Para hacer que tales tratamientos sean más fáciles de desarrollar, el laboratorio de Timothy K. Lu ha estado trabajando en estructuras virales diseñadas que pueden reutilizarse fácilmente para atacar diferentes cepas bacterianas o diferentes mecanismos de resistencia.

"Creemos que los fagos son un buen juego de herramientas para matar y derribar los niveles de bacterias dentro de un ecosistema complejo, pero de manera específica", apunta Lu.

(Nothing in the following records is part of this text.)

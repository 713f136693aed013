//! Weft - a small web framework core
//!
//! Requests are dispatched through a route table handlers can rewrite at
//! run time, pluggable extensions are threaded into every request, and
//! responses are built from trees of property-bearing components.

pub mod config;
pub mod connection;
pub mod error;
pub mod extension;
pub mod http;
pub mod routing;
pub mod servable;
pub mod server;

pub use connection::Connection;
pub use error::{ConfigError, Error, Result};
pub use extension::{Extension, Lifecycle};
pub use routing::{Handler, Route, RouteTable, route};
pub use server::{ServerHandle, ServerTemplate};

En 2015, los investigadores utilizaron un fago de la familia T7, que mata naturalmente a E. coli, y demostraron que podían programarlo para atacar a otras bacterias intercambiando diferentes genes que codifican las fibras de la cola, la proteína que los bacteriófagos usan para engancharse receptores en las superficies de las células huésped.

Si bien ese enfoque funcionó, los investigadores querían encontrar una manera de acelerar el proceso de adaptación de los fagos a un tipo particular de bacteria. En su nuevo estudio, idearon una estrategia que les permite crear y probar rápidamente un número mucho mayor.

De estudios previos los investigadores sabían que la proteína consiste en segmentos llamados láminas beta que están conectados por bucles. Decidieron intentar mutar sistemáticamente solo los aminoácidos que forman los bucles, preservando la estructura de la hoja beta.

"Identificamos regiones que pensábamos que tendrían un efecto mínimo sobre la estructura de la proteína, pero podrían cambiar su interacción de unión con la bacteria", comenta el investigador Kevin Yehl.

Crearon fagos con aproximadamente 10.000.000 de fibras diferentes y los probaron contra varias cepas de E. coli que habían evolucionado para ser resistentes al bacteriófago no diseñado.

Una forma en que E. coli puede volverse resistente a los bacteriófagos es mutando los receptores LPS para que se acorten o falten, pero el equipo del MIT descubrió que algunos de sus fagos modificados podrían matar incluso cepas de E. coli con LPS mutado o sin receptores.

Los autores ahora planean aplicar este enfoque para atacar otros mecanismos de resistencia utilizados por E. coli, y también esperan desarrollar fagos que puedan matar otros tipos de bacterias dañinas.